Assigned task -
A complete copy of the entries, exactly as written, is the expected result.

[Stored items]
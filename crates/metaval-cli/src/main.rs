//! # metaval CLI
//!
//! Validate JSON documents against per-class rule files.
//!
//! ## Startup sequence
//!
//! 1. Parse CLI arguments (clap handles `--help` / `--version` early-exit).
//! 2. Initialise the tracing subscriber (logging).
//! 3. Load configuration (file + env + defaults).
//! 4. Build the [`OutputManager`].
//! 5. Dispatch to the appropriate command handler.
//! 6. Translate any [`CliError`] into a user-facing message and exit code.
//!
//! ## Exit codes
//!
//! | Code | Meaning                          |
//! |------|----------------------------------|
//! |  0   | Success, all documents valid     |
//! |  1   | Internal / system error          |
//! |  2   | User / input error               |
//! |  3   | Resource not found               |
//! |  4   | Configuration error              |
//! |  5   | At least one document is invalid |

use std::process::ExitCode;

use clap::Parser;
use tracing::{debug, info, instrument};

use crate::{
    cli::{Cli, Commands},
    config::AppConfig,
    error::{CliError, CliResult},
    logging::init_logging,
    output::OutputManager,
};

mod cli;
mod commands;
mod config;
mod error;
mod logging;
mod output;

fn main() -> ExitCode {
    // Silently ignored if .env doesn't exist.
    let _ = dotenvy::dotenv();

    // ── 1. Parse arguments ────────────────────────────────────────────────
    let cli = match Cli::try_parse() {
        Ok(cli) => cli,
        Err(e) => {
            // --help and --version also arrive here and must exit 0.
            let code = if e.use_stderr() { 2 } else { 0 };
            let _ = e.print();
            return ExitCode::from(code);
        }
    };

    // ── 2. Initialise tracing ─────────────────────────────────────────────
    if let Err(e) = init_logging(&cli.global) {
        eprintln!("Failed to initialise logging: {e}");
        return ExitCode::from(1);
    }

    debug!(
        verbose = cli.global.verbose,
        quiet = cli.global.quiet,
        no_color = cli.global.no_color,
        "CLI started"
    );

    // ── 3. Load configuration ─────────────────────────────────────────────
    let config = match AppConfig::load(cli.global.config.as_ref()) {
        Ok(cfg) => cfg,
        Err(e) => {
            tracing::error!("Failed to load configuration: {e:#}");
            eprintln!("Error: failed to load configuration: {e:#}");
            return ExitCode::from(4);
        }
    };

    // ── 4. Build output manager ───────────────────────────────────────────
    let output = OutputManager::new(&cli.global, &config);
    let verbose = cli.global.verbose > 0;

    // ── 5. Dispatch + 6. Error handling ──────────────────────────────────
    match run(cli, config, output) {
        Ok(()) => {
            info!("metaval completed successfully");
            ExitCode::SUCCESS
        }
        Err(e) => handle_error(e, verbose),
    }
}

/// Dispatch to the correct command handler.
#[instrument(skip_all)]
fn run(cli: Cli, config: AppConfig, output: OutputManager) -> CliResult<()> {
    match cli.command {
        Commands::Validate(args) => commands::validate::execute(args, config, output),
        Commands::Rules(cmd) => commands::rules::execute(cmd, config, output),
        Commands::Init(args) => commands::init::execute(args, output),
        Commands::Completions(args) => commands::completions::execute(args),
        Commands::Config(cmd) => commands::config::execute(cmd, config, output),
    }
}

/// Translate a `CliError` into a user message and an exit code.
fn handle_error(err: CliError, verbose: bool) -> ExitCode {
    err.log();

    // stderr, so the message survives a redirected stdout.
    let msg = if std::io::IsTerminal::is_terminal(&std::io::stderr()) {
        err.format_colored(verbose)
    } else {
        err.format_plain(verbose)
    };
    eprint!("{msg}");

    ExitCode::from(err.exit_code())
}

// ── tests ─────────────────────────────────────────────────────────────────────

Output for this task -
filename crates/metaval-cli/src/main.rs
//! # metaval CLI
//!
//! Validate JSON documents against per-class rule files.
//!
//! ## Startup sequence
//!
//! 1. Parse CLI arguments (clap handles `--help` / `--version` early-exit).
//! 2. Initialise the tracing subscriber (logging).
//! 3. Load configuration (file + env + defaults).
//! 4. Build the [`OutputManager`].
//! 5. Dispatch to the appropriate command handler.
//! 6. Translate any [`CliError`] into a user-facing message and exit code.
//!
//! ## Exit codes
//!
//! | Code | Meaning                          |
//! |------|----------------------------------|
//! |  0   | Success, all documents valid     |
//! |  1   | Internal / system error          |
//! |  2   | User / input error               |
//! |  3   | Resource not found               |
//! |  4   | Configuration error              |
//! |  5   | At least one document is invalid |

use std::process::ExitCode;

use clap::Parser;
use tracing::{debug, info, instrument};

use crate::{
    cli::{Cli, Commands},
    config::AppConfig,
    error::{CliError, CliResult},
    logging::init_logging,
    output::OutputManager,
};

mod cli;
mod commands;
mod config;
mod error;
mod logging;
mod output;

fn main() -> ExitCode {
    // Silently ignored if .env doesn't exist.
    let _ = dotenvy::dotenv();

    // ── 1. Parse arguments ────────────────────────────────────────────────
    let cli = match Cli::try_parse() {
        Ok(cli) => cli,
        Err(e) => {
            // --help and --version also arrive here and must exit 0.
            let code = if e.use_stderr() { 2 } else { 0 };
            let _ = e.print();
            return ExitCode::from(code);
        }
    };

    // ── 2. Initialise tracing ─────────────────────────────────────────────
    if let Err(e) = init_logging(&cli.global) {
        eprintln!("Failed to initialise logging: {e}");
        return ExitCode::from(1);
    }

    debug!(
        verbose = cli.global.verbose,
        quiet = cli.global.quiet,
        no_color = cli.global.no_color,
        "CLI started"
    );

    // ── 3. Load configuration ─────────────────────────────────────────────
    let config = match AppConfig::load(cli.global.config.as_ref()) {
        Ok(cfg) => cfg,
        Err(e) => {
            tracing::error!("Failed to load configuration: {e:#}");
            eprintln!("Error: failed to load configuration: {e:#}");
            return ExitCode::from(4);
        }
    };

    // ── 4. Build output manager ───────────────────────────────────────────
    let output = OutputManager::new(&cli.global, &config);
    let verbose = cli.global.verbose > 0;

    // ── 5. Dispatch + 6. Error handling ──────────────────────────────────
    match run(cli, config, output) {
        Ok(()) => {
            info!("metaval completed successfully");
            ExitCode::SUCCESS
        }
        Err(e) => handle_error(e, verbose),
    }
}

/// Dispatch to the correct command handler.
#[instrument(skip_all)]
fn run(cli: Cli, config: AppConfig, output: OutputManager) -> CliResult<()> {
    match cli.command {
        Commands::Validate(args) => commands::validate::execute(args, config, output),
        Commands::Rules(cmd) => commands::rules::execute(cmd, config, output),
        Commands::Init(args) => commands::init::execute(args, output),
        Commands::Completions(args) => commands::completions::execute(args),
        Commands::Config(cmd) => commands::config::execute(cmd, config, output),
    }
}

/// Translate a `CliError` into a user message and an exit code.
fn handle_error(err: CliError, verbose: bool) -> ExitCode {
    err.log();

    // stderr, so the message survives a redirected stdout.
    let msg = if std::io::IsTerminal::is_terminal(&std::io::stderr()) {
        err.format_colored(verbose)
    } else {
        err.format_plain(verbose)
    };
    eprint!("{msg}");

    ExitCode::from(err.exit_code())
}

// ── tests ─────────────────────────────────────────────────────────────────────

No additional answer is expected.